SUPPLIED MATERIAL START

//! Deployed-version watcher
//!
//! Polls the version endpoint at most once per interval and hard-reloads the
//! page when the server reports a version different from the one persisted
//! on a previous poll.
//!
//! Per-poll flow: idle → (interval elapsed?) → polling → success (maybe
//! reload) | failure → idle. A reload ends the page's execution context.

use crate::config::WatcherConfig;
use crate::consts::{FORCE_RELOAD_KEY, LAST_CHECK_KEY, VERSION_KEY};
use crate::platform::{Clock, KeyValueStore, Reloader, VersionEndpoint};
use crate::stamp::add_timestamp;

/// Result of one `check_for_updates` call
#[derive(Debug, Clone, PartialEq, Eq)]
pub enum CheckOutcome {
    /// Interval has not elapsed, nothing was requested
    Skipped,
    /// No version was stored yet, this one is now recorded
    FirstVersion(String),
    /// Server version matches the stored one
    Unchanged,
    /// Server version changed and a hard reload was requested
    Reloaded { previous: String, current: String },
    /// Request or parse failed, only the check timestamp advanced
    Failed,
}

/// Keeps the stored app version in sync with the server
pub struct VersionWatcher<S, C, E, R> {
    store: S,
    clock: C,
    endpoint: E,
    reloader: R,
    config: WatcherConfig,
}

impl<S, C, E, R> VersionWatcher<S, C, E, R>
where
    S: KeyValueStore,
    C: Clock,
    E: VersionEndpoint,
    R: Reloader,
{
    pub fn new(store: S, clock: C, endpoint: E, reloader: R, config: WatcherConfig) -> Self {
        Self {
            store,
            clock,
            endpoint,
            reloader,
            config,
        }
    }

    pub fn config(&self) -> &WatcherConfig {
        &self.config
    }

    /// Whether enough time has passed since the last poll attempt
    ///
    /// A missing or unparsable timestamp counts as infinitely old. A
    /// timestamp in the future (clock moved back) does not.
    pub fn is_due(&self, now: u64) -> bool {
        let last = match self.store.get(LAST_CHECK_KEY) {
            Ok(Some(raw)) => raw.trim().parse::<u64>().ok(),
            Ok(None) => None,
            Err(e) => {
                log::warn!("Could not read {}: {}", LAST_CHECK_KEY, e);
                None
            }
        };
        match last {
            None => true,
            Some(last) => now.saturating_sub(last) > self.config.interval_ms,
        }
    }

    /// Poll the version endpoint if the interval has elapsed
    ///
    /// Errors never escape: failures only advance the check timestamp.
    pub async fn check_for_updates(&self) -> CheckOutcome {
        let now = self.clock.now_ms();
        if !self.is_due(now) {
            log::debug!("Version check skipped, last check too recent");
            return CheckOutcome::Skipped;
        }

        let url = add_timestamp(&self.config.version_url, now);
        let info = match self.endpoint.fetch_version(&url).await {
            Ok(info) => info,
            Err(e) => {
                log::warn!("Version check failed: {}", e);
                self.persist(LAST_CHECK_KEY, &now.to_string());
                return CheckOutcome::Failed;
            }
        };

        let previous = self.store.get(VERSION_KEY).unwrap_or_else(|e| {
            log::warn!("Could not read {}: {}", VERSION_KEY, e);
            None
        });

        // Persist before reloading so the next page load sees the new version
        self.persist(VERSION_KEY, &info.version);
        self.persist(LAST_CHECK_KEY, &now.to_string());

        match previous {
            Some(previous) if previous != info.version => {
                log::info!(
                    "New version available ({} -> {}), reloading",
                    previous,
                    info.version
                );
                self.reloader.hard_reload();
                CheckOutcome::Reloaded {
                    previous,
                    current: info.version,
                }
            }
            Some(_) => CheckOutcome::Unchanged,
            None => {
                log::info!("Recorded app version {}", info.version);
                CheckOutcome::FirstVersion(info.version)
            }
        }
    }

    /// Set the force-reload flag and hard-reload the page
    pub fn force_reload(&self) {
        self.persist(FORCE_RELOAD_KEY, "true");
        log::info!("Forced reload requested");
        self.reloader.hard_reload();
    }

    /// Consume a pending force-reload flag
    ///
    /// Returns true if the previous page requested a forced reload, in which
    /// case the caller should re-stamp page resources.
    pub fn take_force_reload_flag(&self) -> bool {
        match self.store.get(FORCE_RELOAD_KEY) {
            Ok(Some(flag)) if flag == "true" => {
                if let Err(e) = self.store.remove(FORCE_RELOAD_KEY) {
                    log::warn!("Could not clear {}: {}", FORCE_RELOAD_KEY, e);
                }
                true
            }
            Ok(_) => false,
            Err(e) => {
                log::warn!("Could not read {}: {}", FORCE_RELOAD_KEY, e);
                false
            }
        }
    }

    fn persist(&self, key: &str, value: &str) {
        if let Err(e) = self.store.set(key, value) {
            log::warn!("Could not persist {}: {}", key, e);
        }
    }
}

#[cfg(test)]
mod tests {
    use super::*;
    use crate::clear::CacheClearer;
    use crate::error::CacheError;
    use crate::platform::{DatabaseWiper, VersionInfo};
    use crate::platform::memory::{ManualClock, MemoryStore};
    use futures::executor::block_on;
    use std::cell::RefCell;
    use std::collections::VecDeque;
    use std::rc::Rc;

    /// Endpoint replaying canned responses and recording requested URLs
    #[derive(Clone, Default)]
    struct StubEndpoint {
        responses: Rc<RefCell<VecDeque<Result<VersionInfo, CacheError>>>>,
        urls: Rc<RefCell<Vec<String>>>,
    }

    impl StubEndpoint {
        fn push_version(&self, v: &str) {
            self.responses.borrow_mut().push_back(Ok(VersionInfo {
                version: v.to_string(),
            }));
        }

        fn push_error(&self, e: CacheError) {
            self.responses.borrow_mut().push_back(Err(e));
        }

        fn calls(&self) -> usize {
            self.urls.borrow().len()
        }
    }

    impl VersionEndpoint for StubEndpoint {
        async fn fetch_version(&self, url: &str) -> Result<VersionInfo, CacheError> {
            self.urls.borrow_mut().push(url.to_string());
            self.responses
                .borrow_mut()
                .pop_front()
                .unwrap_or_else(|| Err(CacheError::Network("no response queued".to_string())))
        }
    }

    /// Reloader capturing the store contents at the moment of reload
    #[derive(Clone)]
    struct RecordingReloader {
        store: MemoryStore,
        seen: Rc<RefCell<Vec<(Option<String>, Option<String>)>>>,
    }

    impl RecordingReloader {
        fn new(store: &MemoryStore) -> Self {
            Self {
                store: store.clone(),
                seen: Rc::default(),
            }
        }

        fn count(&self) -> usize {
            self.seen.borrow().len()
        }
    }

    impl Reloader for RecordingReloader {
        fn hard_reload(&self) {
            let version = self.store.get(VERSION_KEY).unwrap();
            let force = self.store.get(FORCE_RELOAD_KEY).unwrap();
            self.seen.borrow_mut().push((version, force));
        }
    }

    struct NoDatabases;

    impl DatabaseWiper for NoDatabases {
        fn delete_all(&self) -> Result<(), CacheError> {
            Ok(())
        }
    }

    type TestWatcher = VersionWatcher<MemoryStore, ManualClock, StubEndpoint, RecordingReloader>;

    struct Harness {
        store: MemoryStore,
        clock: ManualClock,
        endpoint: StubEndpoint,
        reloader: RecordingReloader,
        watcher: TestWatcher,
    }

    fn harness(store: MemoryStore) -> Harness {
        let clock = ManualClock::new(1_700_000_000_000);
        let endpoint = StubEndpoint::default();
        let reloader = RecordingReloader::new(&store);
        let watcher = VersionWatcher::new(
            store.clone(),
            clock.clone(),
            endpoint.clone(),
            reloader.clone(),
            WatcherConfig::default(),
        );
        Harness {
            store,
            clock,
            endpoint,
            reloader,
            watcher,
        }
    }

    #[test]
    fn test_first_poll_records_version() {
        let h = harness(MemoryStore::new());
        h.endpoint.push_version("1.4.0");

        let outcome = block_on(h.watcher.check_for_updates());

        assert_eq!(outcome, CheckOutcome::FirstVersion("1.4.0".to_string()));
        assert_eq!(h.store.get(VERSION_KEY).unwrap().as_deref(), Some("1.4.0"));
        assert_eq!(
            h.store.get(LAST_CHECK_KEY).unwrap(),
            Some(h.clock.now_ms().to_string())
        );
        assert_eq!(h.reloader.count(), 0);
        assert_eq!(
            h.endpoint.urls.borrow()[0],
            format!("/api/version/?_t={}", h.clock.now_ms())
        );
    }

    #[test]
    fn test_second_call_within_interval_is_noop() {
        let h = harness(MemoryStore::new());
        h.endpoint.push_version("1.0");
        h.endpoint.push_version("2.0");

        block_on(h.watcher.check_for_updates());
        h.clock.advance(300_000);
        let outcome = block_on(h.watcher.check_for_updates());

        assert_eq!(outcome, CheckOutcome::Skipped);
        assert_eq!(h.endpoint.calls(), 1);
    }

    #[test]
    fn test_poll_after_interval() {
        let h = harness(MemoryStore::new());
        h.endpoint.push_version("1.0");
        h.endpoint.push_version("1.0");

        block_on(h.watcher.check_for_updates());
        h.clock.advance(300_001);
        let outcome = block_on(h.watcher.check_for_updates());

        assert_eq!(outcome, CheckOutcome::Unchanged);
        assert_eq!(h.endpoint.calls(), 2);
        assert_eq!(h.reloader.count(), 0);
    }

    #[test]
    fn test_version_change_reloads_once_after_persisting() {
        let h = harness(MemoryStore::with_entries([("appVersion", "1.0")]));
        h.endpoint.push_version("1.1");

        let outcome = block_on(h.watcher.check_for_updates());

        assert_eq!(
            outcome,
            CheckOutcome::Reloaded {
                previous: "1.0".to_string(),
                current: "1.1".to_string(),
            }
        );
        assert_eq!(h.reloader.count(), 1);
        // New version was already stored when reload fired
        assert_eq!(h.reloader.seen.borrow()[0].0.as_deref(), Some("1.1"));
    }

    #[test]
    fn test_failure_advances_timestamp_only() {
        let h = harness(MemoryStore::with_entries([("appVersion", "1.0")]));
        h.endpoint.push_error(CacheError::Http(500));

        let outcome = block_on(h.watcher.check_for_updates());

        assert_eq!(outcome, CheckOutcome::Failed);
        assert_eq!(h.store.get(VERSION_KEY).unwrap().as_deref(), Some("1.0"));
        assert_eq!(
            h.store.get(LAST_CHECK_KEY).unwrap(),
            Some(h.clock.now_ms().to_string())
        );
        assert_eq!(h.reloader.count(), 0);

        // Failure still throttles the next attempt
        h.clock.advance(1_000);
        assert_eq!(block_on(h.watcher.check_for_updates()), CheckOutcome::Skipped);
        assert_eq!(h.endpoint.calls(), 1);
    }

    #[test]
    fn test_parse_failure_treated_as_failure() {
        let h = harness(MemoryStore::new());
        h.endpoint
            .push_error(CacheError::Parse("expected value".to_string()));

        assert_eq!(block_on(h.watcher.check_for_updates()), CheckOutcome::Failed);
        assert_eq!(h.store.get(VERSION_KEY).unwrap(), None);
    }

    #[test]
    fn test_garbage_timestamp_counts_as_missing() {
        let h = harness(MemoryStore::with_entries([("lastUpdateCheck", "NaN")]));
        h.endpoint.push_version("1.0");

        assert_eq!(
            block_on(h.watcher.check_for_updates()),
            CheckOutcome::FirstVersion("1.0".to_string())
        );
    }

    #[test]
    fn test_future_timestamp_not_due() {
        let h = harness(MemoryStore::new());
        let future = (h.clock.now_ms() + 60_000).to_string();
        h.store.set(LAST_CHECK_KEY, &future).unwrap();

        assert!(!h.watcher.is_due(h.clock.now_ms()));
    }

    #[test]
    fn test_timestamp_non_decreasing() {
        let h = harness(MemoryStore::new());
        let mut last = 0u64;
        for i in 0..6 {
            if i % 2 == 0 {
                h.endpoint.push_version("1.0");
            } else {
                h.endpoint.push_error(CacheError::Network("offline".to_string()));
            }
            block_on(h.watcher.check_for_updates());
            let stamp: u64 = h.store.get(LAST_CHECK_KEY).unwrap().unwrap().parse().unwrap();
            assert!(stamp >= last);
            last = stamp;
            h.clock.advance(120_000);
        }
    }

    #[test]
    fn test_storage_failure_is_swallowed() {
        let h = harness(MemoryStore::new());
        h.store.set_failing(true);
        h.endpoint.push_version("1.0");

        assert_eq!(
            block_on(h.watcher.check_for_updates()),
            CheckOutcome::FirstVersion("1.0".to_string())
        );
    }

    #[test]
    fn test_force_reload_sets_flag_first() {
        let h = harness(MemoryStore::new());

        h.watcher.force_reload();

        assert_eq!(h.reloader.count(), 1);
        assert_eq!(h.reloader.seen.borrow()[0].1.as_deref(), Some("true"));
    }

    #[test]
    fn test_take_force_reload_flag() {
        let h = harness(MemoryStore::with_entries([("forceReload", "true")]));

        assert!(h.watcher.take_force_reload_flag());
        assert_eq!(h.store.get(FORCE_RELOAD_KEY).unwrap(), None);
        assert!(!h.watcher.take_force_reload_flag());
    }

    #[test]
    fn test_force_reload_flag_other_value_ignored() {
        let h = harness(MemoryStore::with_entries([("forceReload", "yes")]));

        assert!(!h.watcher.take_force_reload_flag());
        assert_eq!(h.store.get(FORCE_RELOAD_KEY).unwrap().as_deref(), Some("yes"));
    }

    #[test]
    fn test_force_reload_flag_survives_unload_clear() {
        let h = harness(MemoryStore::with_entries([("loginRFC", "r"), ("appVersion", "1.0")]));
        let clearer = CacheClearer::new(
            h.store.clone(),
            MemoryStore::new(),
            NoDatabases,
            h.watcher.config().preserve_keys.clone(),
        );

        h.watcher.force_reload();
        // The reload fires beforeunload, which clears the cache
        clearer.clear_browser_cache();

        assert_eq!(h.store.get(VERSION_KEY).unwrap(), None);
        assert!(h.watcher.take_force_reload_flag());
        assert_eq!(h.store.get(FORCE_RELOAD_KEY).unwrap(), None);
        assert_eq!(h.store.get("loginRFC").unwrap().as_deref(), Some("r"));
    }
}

SUPPLIED MATERIAL END
SUPPLIED MATERIAL START

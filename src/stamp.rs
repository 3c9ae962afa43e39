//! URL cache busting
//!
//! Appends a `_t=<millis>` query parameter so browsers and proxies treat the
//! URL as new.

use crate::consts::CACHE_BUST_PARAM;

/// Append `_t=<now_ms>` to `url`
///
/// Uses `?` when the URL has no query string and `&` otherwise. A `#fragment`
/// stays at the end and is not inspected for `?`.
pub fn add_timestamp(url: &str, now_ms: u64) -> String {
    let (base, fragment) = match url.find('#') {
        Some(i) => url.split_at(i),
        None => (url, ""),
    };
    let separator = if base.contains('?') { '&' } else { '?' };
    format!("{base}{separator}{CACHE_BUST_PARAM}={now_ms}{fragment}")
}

SUPPLIED MATERIAL END

## TASK OBJECTIVE
Respond with a single number, namely how many lines of the entries contain the word "stored".

## TASK SOLUTION
4